AIM OF THE EXERCISE =
The required output is all lines below that contain the word "capacity".

(Beginning of THE DATA)

use chrono::{
    DateTime, Datelike as _, Duration, Local, NaiveDate, NaiveTime, TimeZone as _, Utc,
};

/// Calendar day in the school's local timezone.
#[derive(Debug, Clone, Copy, PartialEq, Eq, PartialOrd, Ord)]
pub struct Day(NaiveDate);

impl Day {
    pub fn new(date: NaiveDate) -> Day {
        Day(date)
    }

    pub fn today() -> Day {
        Day(Local::now().date_naive())
    }

    pub fn date(&self) -> NaiveDate {
        self.0
    }

    pub fn next(&self) -> Day {
        Day(self.0 + Duration::days(1))
    }

    /// Monday of the week after this day's week.
    pub fn next_week_monday(&self) -> Day {
        let ahead = 7 - self.0.weekday().num_days_from_monday() as i64;
        Day(self.0 + Duration::days(ahead))
    }

    /// Start of the day, local midnight in UTC.
    pub fn start(&self) -> DateTime<Utc> {
        self.at(NaiveTime::MIN)
    }

    /// Start of the next day; `start()..end()` covers the whole day.
    pub fn end(&self) -> DateTime<Utc> {
        self.next().start()
    }

    pub fn at(&self, time: NaiveTime) -> DateTime<Utc> {
        match Local.from_local_datetime(&self.0.and_time(time)).earliest() {
            Some(date_time) => date_time.with_timezone(&Utc),
            // Skipped by a DST jump; fall back to the naive reading.
            None => Utc.from_utc_datetime(&self.0.and_time(time)),
        }
    }
}

impl From<NaiveDate> for Day {
    fn from(date: NaiveDate) -> Self {
        Day(date)
    }
}

impl From<DateTime<Utc>> for Day {
    fn from(date_time: DateTime<Utc>) -> Self {
        Day(date_time.with_timezone(&Local).date_naive())
    }
}

#[cfg(test)]
mod tests {
    use super::*;

    fn date(y: i32, m: u32, d: u32) -> NaiveDate {
        NaiveDate::from_ymd_opt(y, m, d).unwrap()
    }

    #[test]
    fn test_next_week_monday() {
        // 2026-08-03 is a Monday.
        assert_eq!(
            Day::new(date(2026, 8, 10)),
            Day::new(date(2026, 8, 3)).next_week_monday()
        );
        assert_eq!(
            Day::new(date(2026, 8, 10)),
            Day::new(date(2026, 8, 6)).next_week_monday()
        );
        assert_eq!(
            Day::new(date(2026, 8, 10)),
            Day::new(date(2026, 8, 9)).next_week_monday()
        );
    }

    #[test]
    fn test_day_window() {
        let day = Day::new(date(2026, 8, 6));
        assert!(day.start() < day.end());
        assert_eq!(Duration::days(1), day.end() - day.start());
    }
}
use bson::oid::ObjectId;
use serde::{Deserialize, Serialize};

use crate::decimal::Decimal;

#[derive(Debug, Serialize, Deserialize, Clone)]
pub struct TrainingType {
    #[serde(rename = "_id")]
    pub id: ObjectId,
    pub name: String,
    pub capacity: u32,
    pub price: Decimal,
    /// Hours before start inside which a cancellation becomes a penalty.
    /// `None` falls back to the system-wide default.
    #[serde(default)]
    pub safe_cancellation_hours: Option<u32>,
    pub is_active: bool,
}

impl TrainingType {
    pub fn new(
        name: String,
        capacity: u32,
        price: Decimal,
        safe_cancellation_hours: Option<u32>,
    ) -> Self {
        TrainingType {
            id: ObjectId::new(),
            name,
            capacity,
            price,
            safe_cancellation_hours,
            is_active: true,
        }
    }
}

(End of THE DATA)

WORKED SOLUTION =
    pub capacity: u32,
        capacity: u32,
            capacity,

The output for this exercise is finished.